Abstract:
Polygonatum is one of the perennial herbs in Chinese medicine, thus leading to a high-value understory crop in agroforestry systems in China. The principal medicinal component can also share the substantial nutritional and therapeutic value. Since the fibrous roots with the inferior nutrition can often interfere with downstream processing, the debearding can serve as the essential preprocessing. However, conventional mechanical debearding cannot fully meet the scalable demand in the ever-growing industry, due to the technical constraints, such as the throughput, root removal, and physical damage to
Polygonatum. In this study, a horizontal hexagonal-tumbling debearding device was developed to integrate with the “drying pretreatment followed by mechanical brushing” technology. Several components included during
Polygonatum processing: a rigid frame, support rollers, an independent cage driving system with motor, a hexagonal rotating cage, an internal counter-rotating debearding roller assembly with its dedicated drive, a removable collection bin, a protective dust cover, and a sliding door for operational convenience. Furthermore, the hexagonal cage and the internal debearding rollers were simultaneously yet oppositely rotated to combine the tumbling, impacting, and brushing action on the
Polygonatum during operation. Fibrous roots were effectively detached to minimize the structural injury in the valuable
Polygonatum tissue. A dynamic analysis was also conducted on the architecture and operation under motion and force interaction of
Polygonatum within the drum. A systematic investigation was conducted to determine the parameters for high debearding efficiency with low product damage. A three-factor, three-level box-behnken response surface design was employed to optimize the performance of the device, with cage speed, debearding roller speed, and quantity of feed as independent variables, while debearding rate and breaking rate as the key response metrics. Statistical analysis of variance demonstrated that both cage speed and debearding roller speed exerted a highly significant influence on the debearding rate, while feeding rate also presented a significant correlation. In contrast, none of the three factors showed a statistically significant impact on the breaking rate within the tested ranges, indicating the effectiveness with the minimum damage.
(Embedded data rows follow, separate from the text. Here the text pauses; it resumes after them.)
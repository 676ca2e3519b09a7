//! Title selection from first-page heading candidates.

use unicode_normalization::UnicodeNormalization;

use super::classifier::HeadingCandidate;

/// Pick the document title from the first page.
///
/// The candidate pool is the first-page heading candidates holding that
/// page's single largest candidate font size. One candidate is the title
/// outright; several at the same size are concatenated in reading order
/// (top-to-bottom, left-to-right). No qualifying candidate — a cover page
/// with no detected heading, say — yields the empty string; the outline is
/// still emitted.
///
/// Returns the title string plus the `order` indices of the consumed
/// candidates, so outline assembly can drop them from the heading list.
pub fn select_title(candidates: &[HeadingCandidate]) -> (String, Vec<usize>) {
    let first_page: Vec<&HeadingCandidate> =
        candidates.iter().filter(|c| c.page == 1).collect();
    if first_page.is_empty() {
        return (String::new(), Vec::new());
    }

    let max_key = first_page
        .iter()
        .map(|c| (c.font_size * 10.0).round() as i32)
        .max()
        .unwrap_or(0);

    let mut pool: Vec<&HeadingCandidate> = first_page
        .into_iter()
        .filter(|c| (c.font_size * 10.0).round() as i32 == max_key)
        .collect();
    pool.sort_by(|a, b| {
        a.y_position
            .total_cmp(&b.y_position)
            .then(a.x_position.total_cmp(&b.x_position))
    });

    let title = normalize_title(
        &pool
            .iter()
            .map(|c| c.text.as_str())
            .collect::<Vec<_>>()
            .join(" "),
    );
    let consumed = pool.iter().map(|c| c.order).collect();

    (title, consumed)
}

/// NFC-normalize and collapse runs of whitespace.
fn normalize_title(raw: &str) -> String {
    raw.nfc()
        .collect::<String>()
        .split_whitespace()
        .collect::<Vec<_>>()
        .join(" ")
}

#[cfg(test)]
mod tests {
    use super::*;

    fn candidate(text: &str, size: f32, page: u32, y: f32, x: f32, order: usize) -> HeadingCandidate {
        HeadingCandidate {
            text: text.to_string(),
            page,
            font_size: size,
            is_bold: true,
            score: 0.9,
            numbering_depth: None,
            y_position: y,
            x_position: x,
            order,
        }
    }

    #[test]
    fn test_single_largest_candidate_is_title() {
        let candidates = vec![
            candidate("Annual Report", 24.0, 1, 0.05, 72.0, 0),
            candidate("Overview", 16.0, 1, 0.2, 72.0, 1),
        ];
        let (title, consumed) = select_title(&candidates);
        assert_eq!(title, "Annual Report");
        assert_eq!(consumed, vec![0]);
    }

    #[test]
    fn test_equal_size_candidates_concatenate_in_reading_order() {
        let candidates = vec![
            candidate("for Everyone", 24.0, 1, 0.10, 72.0, 1),
            candidate("Digital   Libraries", 24.0, 1, 0.05, 72.0, 0),
        ];
        let (title, consumed) = select_title(&candidates);
        assert_eq!(title, "Digital Libraries for Everyone");
        assert_eq!(consumed, vec![0, 1]);
    }

    #[test]
    fn test_left_to_right_on_same_line() {
        let candidates = vec![
            candidate("Right", 20.0, 1, 0.05, 300.0, 1),
            candidate("Left", 20.0, 1, 0.05, 72.0, 0),
        ];
        let (title, _) = select_title(&candidates);
        assert_eq!(title, "Left Right");
    }

    #[test]
    fn test_no_first_page_candidate_yields_empty_title() {
        let candidates = vec![candidate("Later Heading", 18.0, 3, 0.1, 72.0, 0)];
        let (title, consumed) = select_title(&candidates);
        assert_eq!(title, "");
        assert!(consumed.is_empty());
    }

    #[test]
    fn test_no_candidates_at_all() {
        let (title, consumed) = select_title(&[]);
        assert_eq!(title, "");
        assert!(consumed.is_empty());
    }
}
Subsequently, response surface analysis further quantified the interactions among these parameters. Their combinations non-linearly influenced the outcome variables. Numerical optimization identified the ideal operational regime as a cage speed of 6.00 revolutions per minute, a debearding roller speed of 90.00 revolutions per minute, and feeding rate of 7.50 kilograms per minute. The prediction models forecasted a debearding rate of 97.04% and a breaking rate of only 0.96% under the optimal parameter set. Triplicate tests were conducted to validate the average debearding rates of 96.83% and the breaking rate of 1.04%. There was excellent consistency with predictions after optimization. The results indicated that the newly developed device significantly outperformed conventional debearding machinery after assessment, in terms of both processing effectiveness and product integrity. preprocessing quality and efficiency were enhanced in the supply chain, thereby supporting the sustainable scaling, value-added processing, and overall competitiveness of
Polygonatum industry. The findings can provide a solid scientific foundation and practical engineering insights for the specialized, efficient, and gentle processing equipment for
Polygonatum and analogous medicinal rhizomes. A valuable framework with pretreatment, mechanical design, dynamic modeling, and optimization can offer for similar technologies in the post-harvest processing of agricultural and medicinal products.